* [Problem to solve] Give back exactly the first lines of the entries below, through the line with "destination and policy.".

[Dataset records]
# # # # # # #

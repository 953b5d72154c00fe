//! `roster institution list | add | show | enable | disable`

use anyhow::{Context, Result};
use clap::{Args, Subcommand};
use colored::Colorize;
use tabled::{settings::Style, Table, Tabled};

use roster_core::{registry, DestinationConfig, Institution, InstitutionId};

use super::home_dir;

/// Manage registered institutions.
#[derive(Subcommand, Debug)]
pub enum InstitutionCommand {
    /// List every registered institution.
    List,

    /// Register a new institution with a permissive default policy.
    Add(AddArgs),

    /// Show one institution's destination and policy.
    Show(ShowArgs),

    /// Include an institution in sync runs.
    Enable { id: u32 },

    /// Exclude an institution from sync runs.
    Disable { id: u32 },
}

#[derive(Args, Debug)]
pub struct AddArgs {
    /// Numeric institution id.
    pub id: u32,

    /// Display name.
    #[arg(long)]
    pub name: String,

    /// Base URL of the destination LMS API.
    #[arg(long)]
    pub endpoint: String,

    /// API user for HTTP Basic auth.
    #[arg(long)]
    pub username: String,

    /// Environment variable holding the API password.
    #[arg(long, value_name = "VAR")]
    pub password_env: Option<String>,

    /// Per-request timeout in seconds.
    #[arg(long, default_value_t = 30)]
    pub timeout: u64,
}

#[derive(Args, Debug)]
pub struct ShowArgs {
    pub id: u32,

    /// Emit machine-readable JSON.
    #[arg(long)]
    pub json: bool,
}

#[derive(Tabled)]
struct InstitutionRow {
    #[tabled(rename = "id")]
    id: u32,
    #[tabled(rename = "name")]
    name: String,
    #[tabled(rename = "enabled")]
    enabled: String,
    #[tabled(rename = "endpoint")]
    endpoint: String,
}

pub fn run(cmd: InstitutionCommand) -> Result<()> {
    match cmd {
        InstitutionCommand::List => list(),
        InstitutionCommand::Add(args) => add(args),
        InstitutionCommand::Show(args) => show(args),
        InstitutionCommand::Enable { id } => set_enabled(id, true),
        InstitutionCommand::Disable { id } => set_enabled(id, false),
    }
}

fn list() -> Result<()> {
    let home = home_dir()?;
    let institutions =
        registry::list_institutions_at(&home).context("failed to load institution registry")?;

    if institutions.is_empty() {
        println!("No institutions registered.");
        println!("Run: roster institution add <id> --name <name> --endpoint <url> --username <user>");
        return Ok(());
    }

    let rows: Vec<InstitutionRow> = institutions
        .into_iter()
        .map(|i| InstitutionRow {
            id: i.id.0,
            name: i.name,
            enabled: if i.enabled {
                "yes".green().to_string()
            } else {
                "no".bright_black().to_string()
            },
            endpoint: i.destination.endpoint,
        })
        .collect();
    let mut table = Table::new(rows);
    table.with(Style::rounded());
    println!("{table}");
    Ok(())
}

fn add(args: AddArgs) -> Result<()> {
    let home = home_dir()?;
    let id = InstitutionId(args.id);
    let existed = registry::institution_path_at(&home, id).exists();

    let institution = registry::add_institution_at(
        &home,
        id,
        args.name,
        DestinationConfig {
            endpoint: args.endpoint,
            username: args.username,
            password_env: args.password_env,
            timeout_secs: args.timeout,
        },
    )
    .with_context(|| format!("failed to add institution {id}"))?;

    if existed {
        println!(
            "Institution {} ('{}') already registered, left unchanged",
            institution.id, institution.name
        );
    } else {
        println!("✓ Added institution {} ('{}')", institution.id, institution.name);
        println!(
            "  Saved to: {}",
            registry::institution_path_at(&home, id).display()
        );
    }
    Ok(())
}

fn show(args: ShowArgs) -> Result<()> {
    let home = home_dir()?;
    let institution = registry::load_institution_at(&home, InstitutionId(args.id))
        .with_context(|| format!("failed to load institution {}", args.id))?;

    if args.json {
        println!(
            "{}",
            serde_json::to_string_pretty(&institution)
                .context("failed to serialize institution JSON")?
        );
        return Ok(());
    }
    print_institution(&institution);
    Ok(())
}

fn set_enabled(id: u32, enabled: bool) -> Result<()> {
    let home = home_dir()?;
    let mut institution = registry::load_institution_at(&home, InstitutionId(id))
        .with_context(|| format!("failed to load institution {id}"))?;
    institution.enabled = enabled;
    institution.updated_at = chrono::Utc::now();
    registry::save_institution_at(&home, &institution)
        .with_context(|| format!("failed to save institution {id}"))?;

    let state = if enabled { "enabled" } else { "disabled" };
    println!("✓ Institution {id} ('{}') {state}", institution.name);
    Ok(())
}

fn print_institution(institution: &Institution) {
    let policy = &institution.policy;
    let on_off = |flag: bool| if flag { "on" } else { "off" };

    println!(
        "{} {}",
        format!("Institution {}", institution.id).bold(),
        institution.name
    );
    println!("  enabled:           {}", on_off(institution.enabled));
    println!("  endpoint:          {}", institution.destination.endpoint);
    println!("  api user:          {}", institution.destination.username);
    println!(
        "  password from:     {}",
        institution
            .destination
            .password_env
            .as_deref()
            .unwrap_or("(none)")
    );
    println!(
        "  admin override:    {} ({} last names)",
        on_off(policy.admin_override_enabled),
        policy.admin_last_names.len()
    );
    println!(
        "  name exceptions:   {}",
        policy.full_first_name_exceptions.len()
    );
    println!("  email sync:        {}", on_off(!policy.email_sync_disabled));
    println!(
        "  disabled users:    {}",
        if policy.disabled_user_sync_enabled {
            "removed"
        } else {
            "kept"
        }
    );
    if policy.organization_filter.enabled {
        let allowed: Vec<&str> = policy
            .organization_filter
            .allowed
            .iter()
            .map(String::as_str)
            .collect();
        println!("  organizations:     {}", allowed.join(", "));
    } else {
        println!("  organizations:     all");
    }
    if !policy.teacher_group_patterns.is_empty() {
        println!(
            "  teacher groups:    {}",
            policy.teacher_group_patterns.join(", ")
        );
    }
}
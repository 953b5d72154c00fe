//! Reconciliation engine: per-record import, delete and update flows.
//!
//! ## Record lifecycle
//!
//! ```text
//! PendingImport ──┐
//! PendingUpdate ──┼──> Settled(Success | Error)
//! PendingDelete ──┘
//! ```
//!
//! Tombstoned imports and updates are rewritten to `PendingDelete`; deletes
//! without a tombstone are rewritten to `PendingUpdate`. Neither redirect
//! calls the destination or writes an audit entry.
//!
//! Decode and remote failures settle the record as an error. Only record
//! store failures surface as [`SyncError`].

use std::fmt;
use std::sync::Arc;

use chrono::Utc;

use roster_core::types::{
    AuditAction, AuditEntry, InstitutionId, InstitutionSyncPolicy, Intent, PersonRecord,
    UpdateFlags,
};
use roster_core::{DirectoryClient, NewGroup, PersonAttribute, RecordStore, RemoteError, SyncKey};

use crate::eligibility::{is_organization_eligible, is_person_to_import};
use crate::error::SyncError;
use crate::membership::{self, ResolvedMemberships};
use crate::normalize::{self, NormalizedPerson};

// ---------------------------------------------------------------------------
// Outcome
// ---------------------------------------------------------------------------

/// What a group loop does when a group's owning organization is filtered out.
#[derive(Debug, Clone, Copy, PartialEq, Eq)]
pub enum OnIneligibleOrganization {
    /// Stop processing the remaining groups. Not an error.
    Abort,
    /// Skip this group and continue with the next.
    Skip,
}

/// Result of one pass over one record.
#[derive(Debug, Clone, PartialEq, Eq)]
pub enum Outcome {
    /// Settled with `success`.
    Succeeded,
    /// Settled with `success`, nothing sent to the destination.
    NotEligible,
    /// Settled with `error`.
    Failed { message: String },
    /// Rewritten to another intent and saved for a later phase.
    Redirected { to: AuditAction },
    /// Update entry without a raw payload. Reported as a failure but the
    /// record is left untouched in the store.
    EmptyPayload,
}

impl Outcome {
    pub fn is_failure(&self) -> bool {
        matches!(self, Outcome::Failed { .. } | Outcome::EmptyPayload)
    }
}

impl fmt::Display for Outcome {
    fn fmt(&self, f: &mut fmt::Formatter<'_>) -> fmt::Result {
        match self {
            Outcome::Succeeded => write!(f, "succeeded"),
            Outcome::NotEligible => write!(f, "not eligible, skipped"),
            Outcome::Failed { message } => write!(f, "failed: {message}"),
            Outcome::Redirected { to } => write!(f, "redirected to {to}"),
            Outcome::EmptyPayload => write!(f, "failed: no raw payload"),
        }
    }
}

/// One line of per-record reporting, as shipped to the operational log sink.
#[derive(Debug, Clone, PartialEq, Eq)]
pub struct RecordReport {
    pub institution: InstitutionId,
    pub sync_key: SyncKey,
    pub username: String,
    pub action: AuditAction,
    pub outcome: Outcome,
}

impl fmt::Display for RecordReport {
    fn fmt(&self, f: &mut fmt::Formatter<'_>) -> fmt::Result {
        write!(
            f,
            "institution {}: {} {} ({}) {}",
            self.institution, self.action, self.username, self.sync_key, self.outcome
        )
    }
}

// ---------------------------------------------------------------------------
// Reconciler
// ---------------------------------------------------------------------------

/// Runs the per-record flows for one institution.
///
/// Cheap to clone; clones share the store and the destination client.
#[derive(Clone)]
pub struct Reconciler {
    institution: InstitutionId,
    store: Arc<dyn RecordStore>,
    client: Arc<dyn DirectoryClient>,
}

impl fmt::Debug for Reconciler {
    fn fmt(&self, f: &mut fmt::Formatter<'_>) -> fmt::Result {
        f.debug_struct("Reconciler")
            .field("institution", &self.institution)
            .finish_non_exhaustive()
    }
}

impl Reconciler {
    pub fn new(
        institution: InstitutionId,
        store: Arc<dyn RecordStore>,
        client: Arc<dyn DirectoryClient>,
    ) -> Self {
        Self {
            institution,
            store,
            client,
        }
    }

    pub fn institution(&self) -> InstitutionId {
        self.institution
    }

    /// Import flow. The caller only hands over records with a raw payload.
    pub fn import(
        &self,
        record: PersonRecord,
        policy: &InstitutionSyncPolicy,
    ) -> Result<RecordReport, SyncError> {
        if record.is_tombstone() {
            return self.redirect_to_delete(record, AuditAction::Import);
        }

        let person = normalize::normalize(policy, &record);
        let resolved = match membership::resolve(policy, &record, person.admin_override) {
            Ok(resolved) => resolved,
            Err(err) => return self.settle(record, AuditAction::Import, Err(err.to_string())),
        };

        if !is_person_to_import(policy, &record, &resolved.organizations) {
            tracing::info!("{} is not eligible for import", record.username);
            return self.settle_not_eligible(record, AuditAction::Import);
        }

        tracing::info!(
            "importing {} into institution {}",
            record.username,
            self.institution
        );
        let result = self
            .client
            .create_person(&person.to_new_person(&record.sync_key))
            .and_then(|()| {
                self.propagate_memberships(
                    policy,
                    &record.sync_key,
                    &resolved,
                    person.admin_override,
                    OnIneligibleOrganization::Abort,
                )
            });
        self.settle(record, AuditAction::Import, result.map_err(|e| e.to_string()))
    }

    /// Delete flow. Without a tombstone the instruction is treated as stale.
    pub fn delete(&self, record: PersonRecord) -> Result<RecordReport, SyncError> {
        if !record.is_tombstone() {
            tracing::info!(
                "{} has no tombstone, rescheduling as update",
                record.username
            );
            return self.redirect_to_update(record, AuditAction::Delete);
        }

        tracing::info!(
            "deleting {} from institution {}",
            record.username,
            self.institution
        );
        let result = self
            .client
            .delete_person(&record.sync_key)
            .map_err(|e| e.to_string());
        self.settle(record, AuditAction::Delete, result)
    }

    /// Update flow. Safe to run for distinct records on several workers.
    pub fn update(
        &self,
        record: PersonRecord,
        policy: &InstitutionSyncPolicy,
    ) -> Result<RecordReport, SyncError> {
        let person = normalize::normalize(policy, &record);
        let resolved = match membership::resolve(policy, &record, person.admin_override) {
            Ok(resolved) => resolved,
            Err(err) => return self.settle(record, AuditAction::Update, Err(err.to_string())),
        };

        if !is_person_to_import(policy, &record, &resolved.organizations) {
            tracing::info!("{} is not eligible for update", record.username);
            return self.settle_not_eligible(record, AuditAction::Update);
        }

        if record.is_tombstone() {
            return self.redirect_to_delete(record, AuditAction::Update);
        }

        if !record.has_payload() {
            // Left as is: the record stays pending for the next run.
            tracing::warn!("{} has no raw payload, update skipped", record.username);
            return Ok(self.report(&record, AuditAction::Update, Outcome::EmptyPayload));
        }

        tracing::info!(
            "updating {} in institution {}",
            record.username,
            self.institution
        );
        let result = self.apply_updates(policy, &record, &person, &resolved);
        self.settle(record, AuditAction::Update, result.map_err(|e| e.to_string()))
    }

    // -----------------------------------------------------------------------
    // Destination calls
    // -----------------------------------------------------------------------

    fn apply_updates(
        &self,
        policy: &InstitutionSyncPolicy,
        record: &PersonRecord,
        person: &NormalizedPerson,
        resolved: &ResolvedMemberships,
    ) -> Result<(), RemoteError> {
        let key = &record.sync_key;
        let mut flags = record.updates;
        flags.first_name = true;

        if flags.first_name {
            self.client
                .update_attribute(key, PersonAttribute::FirstName, &person.first_name)?;
        }
        if flags.last_name {
            self.client
                .update_attribute(key, PersonAttribute::LastName, &person.last_name)?;
        }
        if flags.username {
            self.client
                .update_attribute(key, PersonAttribute::Username, &person.username)?;
        }
        if flags.profile {
            self.client.create_person(&person.to_new_person(key))?;
        }
        if flags.email {
            self.client
                .update_attribute(key, PersonAttribute::Email, &person.email)?;
        }
        // home_org and disable are reserved and never acted on.

        if flags.memberships() {
            for existing in self.client.list_memberships(key)? {
                self.client.delete_membership(&existing.id)?;
            }
            self.propagate_memberships(
                policy,
                key,
                resolved,
                person.admin_override,
                OnIneligibleOrganization::Skip,
            )?;
        }
        Ok(())
    }

    /// Create organization memberships, then group memberships.
    ///
    /// Ineligible organizations are always skipped. Administrators never
    /// receive group memberships. A group membership carries the role the
    /// person holds in the owning organization.
    fn propagate_memberships(
        &self,
        policy: &InstitutionSyncPolicy,
        sync_key: &SyncKey,
        resolved: &ResolvedMemberships,
        admin_override: bool,
        on_ineligible: OnIneligibleOrganization,
    ) -> Result<(), RemoteError> {
        let client = self.client.as_ref();

        for (organization, role) in &resolved.organizations {
            if !is_organization_eligible(policy, organization) {
                tracing::debug!("organization {organization} is filtered out");
                continue;
            }
            ensure_group(client, &NewGroup::organization(organization))?;
            client.create_membership(organization, sync_key, role)?;
        }

        if admin_override {
            return Ok(());
        }

        for (group, organization) in &resolved.groups {
            if !is_organization_eligible(policy, organization) {
                tracing::debug!("group {group}: organization {organization} is filtered out");
                match on_ineligible {
                    OnIneligibleOrganization::Abort => break,
                    OnIneligibleOrganization::Skip => continue,
                }
            }
            ensure_group(client, &NewGroup::under_organization(group, organization))?;
            client.create_membership(group, sync_key, resolved.role_in(organization))?;
        }
        Ok(())
    }

    // -----------------------------------------------------------------------
    // Write-back
    // -----------------------------------------------------------------------

    fn settle(
        &self,
        record: PersonRecord,
        action: AuditAction,
        result: Result<(), String>,
    ) -> Result<RecordReport, SyncError> {
        match result {
            Ok(()) => self.write_settled(record, action, true, String::new(), Outcome::Succeeded),
            Err(message) => {
                tracing::warn!("{action} of {} failed: {message}", record.username);
                let outcome = Outcome::Failed {
                    message: message.clone(),
                };
                self.write_settled(record, action, false, message, outcome)
            }
        }
    }

    fn settle_not_eligible(
        &self,
        record: PersonRecord,
        action: AuditAction,
    ) -> Result<RecordReport, SyncError> {
        self.write_settled(record, action, true, String::new(), Outcome::NotEligible)
    }

    fn write_settled(
        &self,
        mut record: PersonRecord,
        action: AuditAction,
        success: bool,
        message: String,
        outcome: Outcome,
    ) -> Result<RecordReport, SyncError> {
        self.store.append_audit(&AuditEntry {
            username: record.username.clone(),
            sync_key: record.sync_key.clone(),
            action,
            success,
            error_message: message.clone(),
            timestamp: Utc::now(),
        })?;
        mark_settled(&mut record, action, success, message);
        self.store.save_person(&record)?;
        Ok(self.report(&record, action, outcome))
    }

    fn redirect_to_delete(
        &self,
        mut record: PersonRecord,
        from: AuditAction,
    ) -> Result<RecordReport, SyncError> {
        tracing::info!("{} is tombstoned, rescheduling as delete", record.username);
        record.intent = Intent {
            to_delete: true,
            ..Intent::default()
        };
        record.updates = UpdateFlags::default();
        clear_outcome(&mut record);
        self.store.save_person(&record)?;
        Ok(self.report(
            &record,
            from,
            Outcome::Redirected {
                to: AuditAction::Delete,
            },
        ))
    }

    fn redirect_to_update(
        &self,
        mut record: PersonRecord,
        from: AuditAction,
    ) -> Result<RecordReport, SyncError> {
        record.intent = Intent {
            to_update: true,
            ..Intent::default()
        };
        record.updates = UpdateFlags::all_supported();
        clear_outcome(&mut record);
        self.store.save_person(&record)?;
        Ok(self.report(
            &record,
            from,
            Outcome::Redirected {
                to: AuditAction::Update,
            },
        ))
    }

    fn report(&self, record: &PersonRecord, action: AuditAction, outcome: Outcome) -> RecordReport {
        RecordReport {
            institution: self.institution,
            sync_key: record.sync_key.clone(),
            username: record.username.clone(),
            action,
            outcome,
        }
    }
}

/// Create the group unless the destination already reports it present.
pub fn ensure_group(client: &dyn DirectoryClient, group: &NewGroup) -> Result<(), RemoteError> {
    if client.read_group(&group.name)?.is_none() {
        client.create_group(group)?;
    }
    Ok(())
}

/// Terminal flags for a settled record.
///
/// Failed imports and updates keep their intent so a later pass can retry
/// them; a delete keeps `to_delete` either way, meaning "confirmed deleted"
/// on success.
fn mark_settled(record: &mut PersonRecord, action: AuditAction, success: bool, message: String) {
    record.intent = Intent {
        to_import: action == AuditAction::Import && !success,
        to_update: action == AuditAction::Update && !success,
        to_delete: action == AuditAction::Delete,
    };
    record.updates = UpdateFlags::default();
    record.success = success;
    record.error = !success;
    record.error_message = message;
}

fn clear_outcome(record: &mut PersonRecord) {
    record.success = false;
    record.error = false;
    record.error_message.clear();
}

// ---------------------------------------------------------------------------
// Tests
// ---------------------------------------------------------------------------
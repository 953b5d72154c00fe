//! Error types for roster-sync.

use thiserror::Error;

use roster_core::error::StoreError;

/// Infrastructure failures that stop a single record from being settled.
///
/// Decode and remote failures are not errors at this level: they settle the
/// record and are reported through [`crate::engine::Outcome`].
#[derive(Debug, Error)]
pub enum SyncError {
    /// Writing the record or its audit entry failed.
    #[error("record store error: {0}")]
    Store(#[from] StoreError),
}
//! Eligibility predicates.

use std::collections::BTreeMap;

use roster_core::types::{InstitutionSyncPolicy, PersonRecord};

/// Whether a person is in scope for propagation at all.
///
/// Disabled users are out of scope when the institution removes them
/// downstream; this check runs before any organization filtering. With an
/// organization filter configured, at least one membership must be in an
/// allowed organization.
pub fn is_person_to_import(
    policy: &InstitutionSyncPolicy,
    record: &PersonRecord,
    organizations: &BTreeMap<String, String>,
) -> bool {
    if policy.disabled_user_sync_enabled && record.disabled {
        return false;
    }
    if !policy.organization_filter.enabled {
        return true;
    }
    organizations
        .keys()
        .any(|organization| policy.organization_filter.permits(organization))
}

/// Whether memberships in `organization` are propagated.
pub fn is_organization_eligible(policy: &InstitutionSyncPolicy, organization: &str) -> bool {
    policy.organization_filter.permits(organization)
}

# # # # # # #

* [Problem solution]
repository 953b5d72154c00fe
//! `roster institution list | add | show | enable | disable`

use anyhow::{Context, Result};
use clap::{Args, Subcommand};
use colored::Colorize;
use tabled::{settings::Style, Table, Tabled};

use roster_core::{registry, DestinationConfig, Institution, InstitutionId};

use super::home_dir;

/// Manage registered institutions.
#[derive(Subcommand, Debug)]
pub enum InstitutionCommand {
    /// List every registered institution.
    List,

    /// Register a new institution with a permissive default policy.
    Add(AddArgs),

    /// Show one institution's destination and policy.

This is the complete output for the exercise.